:: Listed records

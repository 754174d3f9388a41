//! Error types for Health Monitor
//!
//! Storage failures are kept apart from service-level failures so callers can
//! tell "the record does not exist" from "the store could not be reached".

use thiserror::Error;

use crate::model::RecordId;

/// Errors raised by repository implementations
#[derive(Error, Debug)]
pub enum StoreError {
    /// The requested record does not exist
    #[error("{entity} not found: {id}")]
    NotFound { entity: &'static str, id: String },

    /// A uniqueness constraint would be violated
    #[error("Conflict: {0}")]
    Conflict(String),

    /// The underlying store could not be reached or failed mid-operation
    #[error("Storage unavailable: {0}")]
    Unavailable(String),

    /// A stored record could not be encoded or decoded
    #[error("Serialization error: {0}")]
    Serialization(String),
}

impl StoreError {
    /// Create a not-found error for a numeric record id
    pub fn not_found(entity: &'static str, id: RecordId) -> Self {
        StoreError::NotFound {
            entity,
            id: id.to_string(),
        }
    }

    /// Create an unavailable error
    pub fn unavailable(msg: impl Into<String>) -> Self {
        StoreError::Unavailable(msg.into())
    }

    /// Check if this error means the record is absent
    pub fn is_not_found(&self) -> bool {
        matches!(self, StoreError::NotFound { .. })
    }
}

impl From<serde_json::Error> for StoreError {
    fn from(err: serde_json::Error) -> Self {
        StoreError::Serialization(err.to_string())
    }
}

/// Result type alias for repository operations
pub type StoreResult<T> = std::result::Result<T, StoreError>;

/// Errors raised by the service layer
#[derive(Error, Debug)]
pub enum ServiceError {
    /// Caller supplied unusable input
    #[error("Invalid input: {0}")]
    InvalidInput(String),

    /// Email/password pair did not match an account
    #[error("Invalid email or password")]
    InvalidCredentials,

    /// The session is not allowed to perform the operation
    #[error("Access denied: {0}")]
    AccessDenied(String),

    /// Nothing to operate on
    #[error("Not found: {0}")]
    NotFound(String),

    /// Password hashing failed
    #[error("Credential error: {0}")]
    Credential(String),

    /// Storage failure
    #[error(transparent)]
    Store(#[from] StoreError),
}

impl ServiceError {
    /// Create an invalid input error
    pub fn invalid_input(msg: impl Into<String>) -> Self {
        ServiceError::InvalidInput(msg.into())
    }

    /// Create an access denied error
    pub fn access_denied(msg: impl Into<String>) -> Self {
        ServiceError::AccessDenied(msg.into())
    }

    /// Check if this error means something was missing, at either layer
    pub fn is_not_found(&self) -> bool {
        match self {
            ServiceError::NotFound(_) => true,
            ServiceError::Store(e) => e.is_not_found(),
            _ => false,
        }
    }

    /// Check if this is a user-facing error (vs an infrastructure failure)
    pub fn is_user_error(&self) -> bool {
        match self {
            ServiceError::InvalidInput(_)
            | ServiceError::InvalidCredentials
            | ServiceError::AccessDenied(_)
            | ServiceError::NotFound(_) => true,
            ServiceError::Store(e) => matches!(e, StoreError::NotFound { .. } | StoreError::Conflict(_)),
            ServiceError::Credential(_) => false,
        }
    }
}

/// Result type alias for service operations
pub type Result<T> = std::result::Result<T, ServiceError>;

#[cfg(test)]
mod tests {
    use super::*;

    #[test]
    fn test_error_display() {
        let err = StoreError::not_found("user", 7);
        assert_eq!(err.to_string(), "user not found: 7");

        let err = ServiceError::invalid_input("email is required");
        assert_eq!(err.to_string(), "Invalid input: email is required");
    }

    #[test]
    fn test_not_found_is_distinct_from_unavailable() {
        assert!(StoreError::not_found("reminder", 1).is_not_found());
        assert!(!StoreError::unavailable("disk gone").is_not_found());

        let wrapped: ServiceError = StoreError::not_found("reminder", 1).into();
        assert!(wrapped.is_not_found());
        let wrapped: ServiceError = StoreError::unavailable("disk gone").into();
        assert!(!wrapped.is_not_found());
    }

    #[test]
    fn test_is_user_error() {
        assert!(ServiceError::InvalidCredentials.is_user_error());
        assert!(ServiceError::access_denied("not a doctor").is_user_error());
        assert!(ServiceError::from(StoreError::Conflict("email".into())).is_user_error());
        assert!(!ServiceError::from(StoreError::unavailable("io")).is_user_error());
        assert!(!ServiceError::Credential("bad salt".into()).is_user_error());
    }
}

::::

▸ **Work to be completed**
All records shown above are to be given again verbatim.

▸ **Response area**
repository 754174d3f9388a41
//! Error types for Health Monitor
//!
//! Storage failures are kept apart from service-level failures so callers can
//! tell "the record does not exist" from "the store could not be reached".

use thiserror::Error;

use crate::model::RecordId;

/// Errors raised by repository implementations
#[derive(Error, Debug)]
pub enum StoreError {
    /// The requested record does not exist
    #[error("{entity} not found: {id}")]
    NotFound { entity: &'static str, id: String },

    /// A uniqueness constraint would be violated
    #[error("Conflict: {0}")]
    Conflict(String),

    /// The underlying store could not be reached or failed mid-operation
    #[error("Storage unavailable: {0}")]
    Unavailable(String),

    /// A stored record could not be encoded or decoded
    #[error("Serialization error: {0}")]
    Serialization(String),
}

impl StoreError {
    /// Create a not-found error for a numeric record id
    pub fn not_found(entity: &'static str, id: RecordId) -> Self {
        StoreError::NotFound {
            entity,
            id: id.to_string(),
        }
    }

    /// Create an unavailable error
    pub fn unavailable(msg: impl Into<String>) -> Self {
        StoreError::Unavailable(msg.into())
    }

    /// Check if this error means the record is absent
    pub fn is_not_found(&self) -> bool {
        matches!(self, StoreError::NotFound { .. })
    }
}

impl From<serde_json::Error> for StoreError {
    fn from(err: serde_json::Error) -> Self {
        StoreError::Serialization(err.to_string())
    }
}

/// Result type alias for repository operations
pub type StoreResult<T> = std::result::Result<T, StoreError>;

/// Errors raised by the service layer
#[derive(Error, Debug)]
pub enum ServiceError {
    /// Caller supplied unusable input
    #[error("Invalid input: {0}")]
    InvalidInput(String),

    /// Email/password pair did not match an account
    #[error("Invalid email or password")]
    InvalidCredentials,

    /// The session is not allowed to perform the operation
    #[error("Access denied: {0}")]
    AccessDenied(String),

    /// Nothing to operate on
    #[error("Not found: {0}")]
    NotFound(String),

    /// Password hashing failed
    #[error("Credential error: {0}")]
    Credential(String),

    /// Storage failure
    #[error(transparent)]
    Store(#[from] StoreError),
}

impl ServiceError {
    /// Create an invalid input error
    pub fn invalid_input(msg: impl Into<String>) -> Self {
        ServiceError::InvalidInput(msg.into())
    }

    /// Create an access denied error
    pub fn access_denied(msg: impl Into<String>) -> Self {
        ServiceError::AccessDenied(msg.into())
    }

    /// Check if this error means something was missing, at either layer
    pub fn is_not_found(&self) -> bool {
        match self {
            ServiceError::NotFound(_) => true,
            ServiceError::Store(e) => e.is_not_found(),
            _ => false,
        }
    }

    /// Check if this is a user-facing error (vs an infrastructure failure)
    pub fn is_user_error(&self) -> bool {
        match self {
            ServiceError::InvalidInput(_)
            | ServiceError::InvalidCredentials
            | ServiceError::AccessDenied(_)
            | ServiceError::NotFound(_) => true,
            ServiceError::Store(e) => matches!(e, StoreError::NotFound { .. } | StoreError::Conflict(_)),
            ServiceError::Credential(_) => false,
        }
    }
}

/// Result type alias for service operations
pub type Result<T> = std::result::Result<T, ServiceError>;

#[cfg(test)]
mod tests {
    use super::*;

    #[test]
    fn test_error_display() {
        let err = StoreError::not_found("user", 7);
        assert_eq!(err.to_string(), "user not found: 7");

        let err = ServiceError::invalid_input("email is required");
        assert_eq!(err.to_string(), "Invalid input: email is required");
    }

    #[test]
    fn test_not_found_is_distinct_from_unavailable() {
        assert!(StoreError::not_found("reminder", 1).is_not_found());
        assert!(!StoreError::unavailable("disk gone").is_not_found());

        let wrapped: ServiceError = StoreError::not_found("reminder", 1).into();
        assert!(wrapped.is_not_found());
        let wrapped: ServiceError = StoreError::unavailable("disk gone").into();
        assert!(!wrapped.is_not_found());
    }

    #[test]
    fn test_is_user_error() {
        assert!(ServiceError::InvalidCredentials.is_user_error());
        assert!(ServiceError::access_denied("not a doctor").is_user_error());
        assert!(ServiceError::from(StoreError::Conflict("email".into())).is_user_error());
        assert!(!ServiceError::from(StoreError::unavailable("io")).is_user_error());
        assert!(!ServiceError::Credential("bad salt".into()).is_user_error());
    }
}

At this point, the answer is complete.